» Directions for this task:
Going from the top of the data below, give again each line through the one containing "Enable standard library", both ends kept.

» Excerpted records:

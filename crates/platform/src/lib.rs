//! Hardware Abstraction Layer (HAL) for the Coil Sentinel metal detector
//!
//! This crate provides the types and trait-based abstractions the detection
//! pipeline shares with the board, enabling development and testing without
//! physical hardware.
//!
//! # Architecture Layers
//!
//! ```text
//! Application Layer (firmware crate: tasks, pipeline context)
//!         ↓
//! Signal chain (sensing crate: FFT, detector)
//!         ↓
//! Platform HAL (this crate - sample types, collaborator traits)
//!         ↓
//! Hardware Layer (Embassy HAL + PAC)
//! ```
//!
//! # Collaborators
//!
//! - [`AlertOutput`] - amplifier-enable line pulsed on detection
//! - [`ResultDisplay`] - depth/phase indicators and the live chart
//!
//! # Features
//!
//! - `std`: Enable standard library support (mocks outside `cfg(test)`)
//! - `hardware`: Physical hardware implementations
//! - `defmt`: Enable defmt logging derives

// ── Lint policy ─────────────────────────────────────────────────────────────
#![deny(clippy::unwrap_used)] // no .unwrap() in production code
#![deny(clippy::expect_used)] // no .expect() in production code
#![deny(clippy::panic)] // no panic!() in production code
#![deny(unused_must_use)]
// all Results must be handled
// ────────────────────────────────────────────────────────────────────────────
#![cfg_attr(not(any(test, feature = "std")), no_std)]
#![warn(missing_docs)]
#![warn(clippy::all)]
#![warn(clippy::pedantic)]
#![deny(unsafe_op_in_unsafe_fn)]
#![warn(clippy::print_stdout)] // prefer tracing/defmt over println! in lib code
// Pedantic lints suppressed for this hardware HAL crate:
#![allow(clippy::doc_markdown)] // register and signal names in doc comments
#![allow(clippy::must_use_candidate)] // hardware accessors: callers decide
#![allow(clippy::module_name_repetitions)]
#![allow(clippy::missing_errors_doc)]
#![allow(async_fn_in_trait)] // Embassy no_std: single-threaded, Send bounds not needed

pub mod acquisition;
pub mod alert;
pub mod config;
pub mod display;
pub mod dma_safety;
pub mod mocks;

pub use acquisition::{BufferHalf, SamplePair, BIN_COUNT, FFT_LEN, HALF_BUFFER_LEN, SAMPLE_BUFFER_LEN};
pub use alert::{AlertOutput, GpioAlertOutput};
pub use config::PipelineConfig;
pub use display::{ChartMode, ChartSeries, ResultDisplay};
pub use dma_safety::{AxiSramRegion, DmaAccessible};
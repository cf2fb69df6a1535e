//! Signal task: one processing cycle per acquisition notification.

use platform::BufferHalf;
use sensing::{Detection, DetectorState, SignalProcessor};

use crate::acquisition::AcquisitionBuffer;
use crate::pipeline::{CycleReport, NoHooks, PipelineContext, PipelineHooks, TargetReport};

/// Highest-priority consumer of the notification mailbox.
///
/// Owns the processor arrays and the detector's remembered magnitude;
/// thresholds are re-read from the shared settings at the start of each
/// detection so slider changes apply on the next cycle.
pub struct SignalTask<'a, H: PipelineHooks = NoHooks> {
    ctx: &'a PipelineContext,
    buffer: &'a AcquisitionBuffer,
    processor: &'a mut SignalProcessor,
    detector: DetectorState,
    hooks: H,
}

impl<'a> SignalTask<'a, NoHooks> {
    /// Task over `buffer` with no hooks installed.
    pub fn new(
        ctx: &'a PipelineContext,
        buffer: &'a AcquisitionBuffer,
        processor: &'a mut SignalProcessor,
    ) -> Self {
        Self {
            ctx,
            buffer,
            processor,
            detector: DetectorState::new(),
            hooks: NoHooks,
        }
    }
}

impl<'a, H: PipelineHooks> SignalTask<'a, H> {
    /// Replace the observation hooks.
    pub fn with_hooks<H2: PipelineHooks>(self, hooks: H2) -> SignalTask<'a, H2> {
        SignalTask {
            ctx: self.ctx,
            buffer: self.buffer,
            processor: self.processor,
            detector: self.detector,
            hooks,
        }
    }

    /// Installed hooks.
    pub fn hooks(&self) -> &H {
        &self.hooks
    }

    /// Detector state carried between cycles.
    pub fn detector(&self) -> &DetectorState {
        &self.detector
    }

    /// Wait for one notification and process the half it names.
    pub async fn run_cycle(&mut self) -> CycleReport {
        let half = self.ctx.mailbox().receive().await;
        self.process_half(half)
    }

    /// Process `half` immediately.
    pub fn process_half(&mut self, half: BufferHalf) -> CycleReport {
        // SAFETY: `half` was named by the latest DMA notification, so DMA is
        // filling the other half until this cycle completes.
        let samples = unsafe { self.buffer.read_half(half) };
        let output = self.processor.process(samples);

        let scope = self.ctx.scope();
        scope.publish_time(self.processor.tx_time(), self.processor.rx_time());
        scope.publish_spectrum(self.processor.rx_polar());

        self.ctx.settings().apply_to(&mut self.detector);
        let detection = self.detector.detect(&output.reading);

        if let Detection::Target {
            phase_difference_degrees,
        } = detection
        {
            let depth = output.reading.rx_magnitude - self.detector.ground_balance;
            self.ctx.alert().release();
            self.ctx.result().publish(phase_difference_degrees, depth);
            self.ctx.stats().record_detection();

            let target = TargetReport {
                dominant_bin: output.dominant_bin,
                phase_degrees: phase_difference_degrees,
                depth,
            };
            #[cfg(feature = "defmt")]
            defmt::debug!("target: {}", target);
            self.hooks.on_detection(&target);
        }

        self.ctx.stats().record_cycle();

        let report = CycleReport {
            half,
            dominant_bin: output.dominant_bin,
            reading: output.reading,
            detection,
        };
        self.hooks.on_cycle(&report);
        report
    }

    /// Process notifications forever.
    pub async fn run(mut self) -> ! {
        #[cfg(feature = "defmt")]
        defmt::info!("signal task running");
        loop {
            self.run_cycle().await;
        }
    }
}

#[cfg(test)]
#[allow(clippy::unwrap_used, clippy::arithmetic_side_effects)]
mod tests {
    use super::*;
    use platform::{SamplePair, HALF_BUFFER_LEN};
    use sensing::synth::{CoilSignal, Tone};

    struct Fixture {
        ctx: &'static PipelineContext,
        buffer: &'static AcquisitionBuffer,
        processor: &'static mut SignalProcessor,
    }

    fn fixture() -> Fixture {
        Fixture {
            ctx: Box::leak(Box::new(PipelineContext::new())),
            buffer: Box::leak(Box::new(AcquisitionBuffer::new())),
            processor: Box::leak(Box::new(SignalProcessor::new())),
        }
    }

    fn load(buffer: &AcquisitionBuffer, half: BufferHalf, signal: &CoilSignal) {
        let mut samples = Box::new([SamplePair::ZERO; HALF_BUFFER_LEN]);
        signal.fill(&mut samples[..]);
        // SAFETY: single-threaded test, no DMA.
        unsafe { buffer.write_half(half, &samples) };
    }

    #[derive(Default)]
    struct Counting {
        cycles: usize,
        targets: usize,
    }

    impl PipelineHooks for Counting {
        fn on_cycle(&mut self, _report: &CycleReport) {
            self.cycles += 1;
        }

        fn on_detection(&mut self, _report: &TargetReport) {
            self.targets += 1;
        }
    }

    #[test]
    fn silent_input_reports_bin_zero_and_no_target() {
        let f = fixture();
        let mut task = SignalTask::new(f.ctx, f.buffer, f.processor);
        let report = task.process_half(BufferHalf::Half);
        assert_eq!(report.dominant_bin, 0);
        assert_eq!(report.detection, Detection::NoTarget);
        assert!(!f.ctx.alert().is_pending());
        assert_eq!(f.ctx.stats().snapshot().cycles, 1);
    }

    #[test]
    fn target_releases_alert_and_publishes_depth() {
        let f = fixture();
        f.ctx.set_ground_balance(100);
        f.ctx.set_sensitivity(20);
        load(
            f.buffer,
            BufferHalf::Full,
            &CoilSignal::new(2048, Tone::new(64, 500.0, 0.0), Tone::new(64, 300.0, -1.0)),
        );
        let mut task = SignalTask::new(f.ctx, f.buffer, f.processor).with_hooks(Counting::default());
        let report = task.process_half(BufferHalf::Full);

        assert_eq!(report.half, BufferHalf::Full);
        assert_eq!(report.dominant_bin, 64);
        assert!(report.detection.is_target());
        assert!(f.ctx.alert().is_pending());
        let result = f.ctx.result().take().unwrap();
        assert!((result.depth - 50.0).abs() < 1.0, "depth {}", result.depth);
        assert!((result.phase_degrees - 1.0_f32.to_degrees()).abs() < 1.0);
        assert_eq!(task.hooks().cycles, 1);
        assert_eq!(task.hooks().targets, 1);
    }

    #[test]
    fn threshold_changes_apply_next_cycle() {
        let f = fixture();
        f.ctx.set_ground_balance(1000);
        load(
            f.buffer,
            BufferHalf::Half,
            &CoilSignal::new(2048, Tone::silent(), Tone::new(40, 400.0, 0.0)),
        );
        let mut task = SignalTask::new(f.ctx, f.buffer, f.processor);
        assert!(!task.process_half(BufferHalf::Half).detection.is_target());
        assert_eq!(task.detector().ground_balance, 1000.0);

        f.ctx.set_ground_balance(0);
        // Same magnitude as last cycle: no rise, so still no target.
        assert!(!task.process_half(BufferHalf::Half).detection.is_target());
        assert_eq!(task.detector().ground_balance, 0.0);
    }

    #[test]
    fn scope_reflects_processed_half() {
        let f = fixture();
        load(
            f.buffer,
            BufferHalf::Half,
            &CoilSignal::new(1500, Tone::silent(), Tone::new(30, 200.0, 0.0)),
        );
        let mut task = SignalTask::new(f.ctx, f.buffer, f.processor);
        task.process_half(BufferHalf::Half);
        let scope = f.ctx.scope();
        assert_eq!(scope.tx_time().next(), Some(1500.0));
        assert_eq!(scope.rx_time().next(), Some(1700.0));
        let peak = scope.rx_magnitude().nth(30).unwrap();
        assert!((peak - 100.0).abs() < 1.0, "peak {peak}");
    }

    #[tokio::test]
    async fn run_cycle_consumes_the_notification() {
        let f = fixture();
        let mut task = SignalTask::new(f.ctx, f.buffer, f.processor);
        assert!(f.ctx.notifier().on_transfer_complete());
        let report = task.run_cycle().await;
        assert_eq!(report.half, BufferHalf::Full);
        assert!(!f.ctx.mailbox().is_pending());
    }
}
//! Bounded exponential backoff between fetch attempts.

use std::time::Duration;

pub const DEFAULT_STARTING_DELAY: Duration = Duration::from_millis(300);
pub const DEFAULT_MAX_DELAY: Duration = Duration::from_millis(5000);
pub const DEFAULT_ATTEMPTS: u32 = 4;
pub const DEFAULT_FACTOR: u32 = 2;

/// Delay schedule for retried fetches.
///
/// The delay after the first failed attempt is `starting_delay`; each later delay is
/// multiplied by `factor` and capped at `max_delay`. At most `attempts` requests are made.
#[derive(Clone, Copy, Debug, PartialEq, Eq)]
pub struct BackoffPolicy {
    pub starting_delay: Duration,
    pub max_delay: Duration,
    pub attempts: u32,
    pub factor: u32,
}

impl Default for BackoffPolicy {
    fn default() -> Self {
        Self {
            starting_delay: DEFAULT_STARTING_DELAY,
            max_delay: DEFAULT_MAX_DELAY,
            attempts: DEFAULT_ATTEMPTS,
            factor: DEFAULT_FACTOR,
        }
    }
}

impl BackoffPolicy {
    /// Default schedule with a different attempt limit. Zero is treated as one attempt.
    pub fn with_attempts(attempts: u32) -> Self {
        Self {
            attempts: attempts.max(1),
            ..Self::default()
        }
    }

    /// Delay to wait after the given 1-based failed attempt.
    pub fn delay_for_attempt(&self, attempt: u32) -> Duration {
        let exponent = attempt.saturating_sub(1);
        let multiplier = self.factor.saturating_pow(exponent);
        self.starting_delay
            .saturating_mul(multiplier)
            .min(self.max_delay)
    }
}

» Task output:
filename crates/platform/src/lib.rs
//! Hardware Abstraction Layer (HAL) for the Coil Sentinel metal detector
//!
//! This crate provides the types and trait-based abstractions the detection
//! pipeline shares with the board, enabling development and testing without
//! physical hardware.
//!
//! # Architecture Layers
//!
//! ```text
//! Application Layer (firmware crate: tasks, pipeline context)
//!         ↓
//! Signal chain (sensing crate: FFT, detector)
//!         ↓
//! Platform HAL (this crate - sample types, collaborator traits)
//!         ↓
//! Hardware Layer (Embassy HAL + PAC)
//! ```
//!
//! # Collaborators
//!
//! - [`AlertOutput`] - amplifier-enable line pulsed on detection
//! - [`ResultDisplay`] - depth/phase indicators and the live chart
//!
//! # Features
//!
//! - `std`: Enable standard library support (mocks outside `cfg(test)`)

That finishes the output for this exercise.